It’s pretty crazy how at one point yesterday, we were riding the collectivo back to Cancun and I was feeling miserable, wishing this trip were just over and I was back home. Fighting back waves of nausea, I had to desperately ask the bus driver to stop twice, just for me, to get off and vomit.

And then just a mere hour later, I was crying, but this time I was just so taken with the moment, with feeling so thankful for being alive and here that I couldn’t help myself.

Here’s how it happened: I was a pretty much a pathetic little dishtowel (or however that saying goes), and Joshua packed up everything, carried most of our stuff, and ushered us to the taxi, to the collectivo, to the next taxi, and then to the ferry.

After vomiting, I was feeling a bit better, but the line for the ferry had me sweating and just praying to get it all over.

We boarded, and for better or worse, we elected to sit on the sun deck.

As soon as the ferry began moving, the breeze cooled us off, and a sun weathered man with deep wrinkles around his mouth and eyes sat down, plugged in his amp, and began playing his guitar and singing.
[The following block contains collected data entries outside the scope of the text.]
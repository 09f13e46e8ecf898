use chrono::{DateTime, Utc};
use thiserror::Error;

use crate::domain::VehicleCategory;

#[derive(Debug, Error)]
pub enum DomainError {
    #[error("No {0} spot available, the lot is full for this category")]
    NoSpotAvailable(VehicleCategory),

    #[error("Vehicle {0} is already parked")]
    AlreadyParked(String),

    #[error("No open session for vehicle {0}")]
    UnknownVehicle(String),

    #[error("Exit time {exit} precedes entry time {entry}")]
    InvalidInterval {
        entry: DateTime<Utc>,
        exit: DateTime<Utc>,
    },

    #[error("Invalid selection: {0}")]
    InvalidSelection(String),

    #[error("Registration number must not be empty")]
    EmptyRegistration,

    #[error("Spot not found: {0}")]
    SpotNotFound(i32),

    #[error("Session not found: {0}")]
    SessionNotFound(i32),

    #[error("Storage error: {0}")]
    Storage(String),
}
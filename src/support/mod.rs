pub mod errors;
pub mod time;
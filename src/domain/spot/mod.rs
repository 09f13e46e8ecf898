//! Spot aggregate
//!
//! Contains the ParkingSpot entity, the vehicle category, and the
//! repository interface used for allocation.

pub mod model;
pub mod repository;

pub use model::{ParkingSpot, VehicleCategory};
pub use repository::SpotRepository;
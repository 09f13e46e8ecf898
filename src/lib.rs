//! # Parklot
//!
//! Single-facility parking lot service: spot allocation, parking
//! session lifecycle and fare calculation, driven from an interactive
//! console menu.
//!
//! ## Architecture
//!
//! The crate follows Clean Architecture layering:
//!
//! - **domain**: core entities (spot, session, fare schedule) and
//!   repository traits
//! - **application**: the parking orchestrator and the pure fare
//!   calculator
//! - **infrastructure**: storage backends
//! - **interfaces**: console input collection and the shell
//! - **support**: errors and the clock capability

pub mod application;
pub mod config;
pub mod domain;
pub mod infrastructure;
pub mod interfaces;
pub mod support;

pub use config::{default_config_path, AppConfig};
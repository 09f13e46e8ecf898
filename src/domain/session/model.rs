//! Parking session (ticket) domain entity

use chrono::{DateTime, Duration, Utc};
use rust_decimal::Decimal;

use crate::domain::spot::ParkingSpot;

/// Session status
#[derive(Debug, Clone, Copy, PartialEq, Eq)]
pub enum SessionStatus {
    /// Vehicle is parked, no exit recorded
    Open,
    /// Exit processed, price computed
    Closed,
}

impl SessionStatus {
    pub fn as_str(&self) -> &'static str {
        match self {
            Self::Open => "Open",
            Self::Closed => "Closed",
        }
    }

    pub fn from_str(s: &str) -> Option<Self> {
        match s {
            "Open" => Some(Self::Open),
            "Closed" => Some(Self::Closed),
            _ => None,
        }
    }
}

impl std::fmt::Display for SessionStatus {
    fn fmt(&self, f: &mut std::fmt::Formatter<'_>) -> std::fmt::Result {
        write!(f, "{}", self.as_str())
    }
}

/// One vehicle's stay from admission to release.
///
/// Created open by the orchestrator, closed exactly once when the exit
/// is processed, never reopened.
#[derive(Debug, Clone)]
pub struct ParkingSession {
    /// Assigned by the session repository on save; 0 before persistence
    pub id: i32,
    /// The spot occupied for the whole session
    pub spot: ParkingSpot,
    /// Vehicle registration number
    pub registration: String,
    /// When the vehicle was admitted
    pub entry_time: DateTime<Utc>,
    /// When the vehicle left; `None` while the session is open
    pub exit_time: Option<DateTime<Utc>>,
    /// Final fare, two-decimal precision; zero while open
    pub price: Decimal,
    pub status: SessionStatus,
}

impl ParkingSession {
    /// Start an open session. The spot is recorded as occupied.
    pub fn open(
        spot: ParkingSpot,
        registration: impl Into<String>,
        entry_time: DateTime<Utc>,
    ) -> Self {
        Self {
            id: 0,
            spot,
            registration: registration.into(),
            entry_time,
            exit_time: None,
            price: Decimal::ZERO,
            status: SessionStatus::Open,
        }
    }

    /// Close the session with the computed fare. Terminal transition.
    pub fn close(&mut self, exit_time: DateTime<Utc>, price: Decimal) {
        self.exit_time = Some(exit_time);
        self.price = price;
        self.status = SessionStatus::Closed;
    }

    pub fn is_open(&self) -> bool {
        self.status == SessionStatus::Open
    }

    /// Occupancy duration, available once the session is closed.
    pub fn duration(&self) -> Option<Duration> {
        self.exit_time.map(|exit| exit - self.entry_time)
    }
}

// ── Tests ──────────────────────────────────────────────────────
//! Parking lot console service.
//!
//! Reads configuration from a TOML file (~/.config/parklot/config.toml,
//! overridable with PARKLOT_CONFIG), seeds the in-memory lot, and runs
//! the interactive shell.

use std::sync::Arc;

use tracing::{error, info};

use parklot::application::services::{FareCalculator, ParkingService};
use parklot::config::{default_config_path, AppConfig};
use parklot::infrastructure::storage::InMemoryStorage;
use parklot::interfaces::console::{ConsoleInput, ConsoleShell};
use parklot::support::time::SystemClock;

#[tokio::main]
async fn main() -> Result<(), Box<dyn std::error::Error>> {
    // ── Load configuration ─────────────────────────────────────
    let config_path = std::env::var("PARKLOT_CONFIG")
        .map(std::path::PathBuf::from)
        .unwrap_or_else(|_| default_config_path());
    let config = match AppConfig::load(&config_path) {
        Ok(cfg) => {
            tracing_subscriber::fmt()
                .with_env_filter(
                    tracing_subscriber::EnvFilter::try_from_default_env()
                        .unwrap_or_else(|_| tracing_subscriber::EnvFilter::new(&cfg.logging.level)),
                )
                .init();
            info!("Configuration loaded from {}", config_path.display());
            cfg
        }
        Err(e) => {
            tracing_subscriber::fmt()
                .with_env_filter(tracing_subscriber::EnvFilter::new("info"))
                .init();
            error!("Failed to load config: {}. Using defaults.", e);
            AppConfig::default()
        }
    };

    info!(
        car_spots = config.lot.car_spots,
        bike_spots = config.lot.bike_spots,
        "Starting parking lot service"
    );

    // ── Storage and services ───────────────────────────────────
    let storage = Arc::new(InMemoryStorage::with_layout(
        config.lot.car_spots,
        config.lot.bike_spots,
    ));
    let schedule = config.fare.to_schedule()?;

    let service = Arc::new(ParkingService::new(
        storage.clone(),
        storage,
        FareCalculator::new(schedule),
        Arc::new(SystemClock),
    ));

    // ── Interactive shell ──────────────────────────────────────
    println!("Welcome to the parking system!");
    let mut shell = ConsoleShell::new(service, ConsoleInput::stdin());
    shell.run().await?;

    info!("Parking lot service shutdown complete");
    Ok(())
}
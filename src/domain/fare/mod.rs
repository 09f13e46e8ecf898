//! Fare aggregate
//!
//! Pricing constants for the lot. The schedule itself is configured,
//! not stored; the calculator that applies it lives in the
//! application layer.

pub mod model;

pub use model::FareSchedule;
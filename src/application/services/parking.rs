//! Parking session orchestration.
//!
//! Drives the two user-facing workflows: vehicle admission and vehicle
//! release. Owns the interaction sequence and the loyalty-discount
//! decision; spot state and session records live behind repositories.

use std::sync::Arc;

use rust_decimal::Decimal;
use tracing::{info, warn};

use crate::application::services::FareCalculator;
use crate::domain::{
    DomainError, DomainResult, ParkingSession, SessionRepository, SpotRepository, VehicleCategory,
};
use crate::support::time::Clock;

/// Outcome of a successful admission.
#[derive(Debug, Clone)]
pub struct AdmissionReceipt {
    /// The freshly opened session, id assigned
    pub session: ParkingSession,
    /// Total sessions recorded for this registration, this one included
    pub visit_count: i64,
    /// Whether the vehicle has parked here before
    pub returning: bool,
}

/// Outcome of a successful release.
#[derive(Debug, Clone)]
pub struct ExitReceipt {
    /// The closed session, final price set
    pub session: ParkingSession,
    /// Whether the returning-customer multiplier reduced a non-zero price
    pub discount_applied: bool,
}

/// Service for parking lot business operations
pub struct ParkingService {
    spots: Arc<dyn SpotRepository>,
    sessions: Arc<dyn SessionRepository>,
    fare: FareCalculator,
    clock: Arc<dyn Clock>,
}

impl ParkingService {
    pub fn new(
        spots: Arc<dyn SpotRepository>,
        sessions: Arc<dyn SessionRepository>,
        fare: FareCalculator,
        clock: Arc<dyn Clock>,
    ) -> Self {
        Self {
            spots,
            sessions,
            fare,
            clock,
        }
    }

    /// Admit a vehicle: allocate a free spot of the requested category
    /// and open a session for it.
    ///
    /// Fails without touching any state when the lot is full for the
    /// category, when the registration is empty, or when the vehicle
    /// is already parked. The spot mutation and the session creation
    /// are atomic: if the session cannot be saved, the spot's
    /// availability is rolled back.
    pub async fn admit(
        &self,
        category: VehicleCategory,
        registration: &str,
    ) -> DomainResult<AdmissionReceipt> {
        let registration = registration.trim();
        if registration.is_empty() {
            return Err(DomainError::EmptyRegistration);
        }

        let spot = self
            .spots
            .next_available(category)
            .await?
            .ok_or(DomainError::NoSpotAvailable(category))?;

        if self
            .sessions
            .find_open_by_registration(registration)
            .await?
            .is_some()
        {
            return Err(DomainError::AlreadyParked(registration.to_string()));
        }

        let spot_id = spot.id;
        self.spots.set_availability(spot_id, false).await?;

        let mut occupied = spot;
        occupied.available = false;
        let session = ParkingSession::open(occupied, registration, self.clock.now());

        let session = match self.sessions.save(session).await {
            Ok(saved) => saved,
            Err(err) => {
                // Undo the allocation so the failed admission leaves no trace
                if let Err(rollback) = self.spots.set_availability(spot_id, true).await {
                    warn!(
                        spot_id,
                        error = %rollback,
                        "Failed to roll back spot availability after save error"
                    );
                }
                return Err(err);
            }
        };

        let visit_count = self.sessions.count_for_registration(registration).await?;
        let returning = visit_count > 1;

        info!(
            session_id = session.id,
            spot_id = session.spot.id,
            category = %category,
            registration,
            visit_count,
            "Vehicle admitted"
        );

        Ok(AdmissionReceipt {
            session,
            visit_count,
            returning,
        })
    }

    /// Release a vehicle: stamp the exit time, compute the fare, close
    /// the session, and free the spot.
    ///
    /// The spot is released only after the closed session is durably
    /// persisted; a persistence failure leaves the spot unavailable so
    /// it cannot be double-allocated while its vehicle is still inside.
    pub async fn release(&self, registration: &str) -> DomainResult<ExitReceipt> {
        let registration = registration.trim();

        let mut session = self
            .sessions
            .find_open_by_registration(registration)
            .await?
            .ok_or_else(|| DomainError::UnknownVehicle(registration.to_string()))?;

        let exit_time = self.clock.now();

        let visit_count = self.sessions.count_for_registration(registration).await?;
        let discount = visit_count > 1;

        let price = self
            .fare
            .compute(session.entry_time, exit_time, session.spot.category, discount)?;

        session.close(exit_time, price);
        self.sessions.update(session.clone()).await?;

        // The session is durably closed; the spot can go back to the pool
        self.spots.set_availability(session.spot.id, true).await?;

        let discount_applied = discount && price > Decimal::ZERO;

        info!(
            session_id = session.id,
            spot_id = session.spot.id,
            registration,
            price = %session.price,
            discount_applied,
            "Vehicle released"
        );

        Ok(ExitReceipt {
            session,
            discount_applied,
        })
    }
}

// ── Tests ──────────────────────────────────────────────────────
You may have heard that the water in the Caribbean is blue. You may have heard it is turquoise or the color of the sky. I can verify all of the above. The water was, to quote Joshua, “stupid beautiful,” and the man singing was perfect. I loved it. I loved being there, above the water, on the boat, listening to the man, holding Lu and watching Lily take it all in. Joshua and I just kept making eye contact, like is this real?

So I got a little choked up. I was just overwhelmed with gratitude for this life that I’m living.   And I was maybe a little overtired from heat exhaustion and illness, but hey. When it comes to thanks, it’s all good.

After about 20 minutes, we arrived in Isla Mujeres. We could tell immediately that there was a generously wide, sandy, and sea-weed free beach. PRAISE HANDS.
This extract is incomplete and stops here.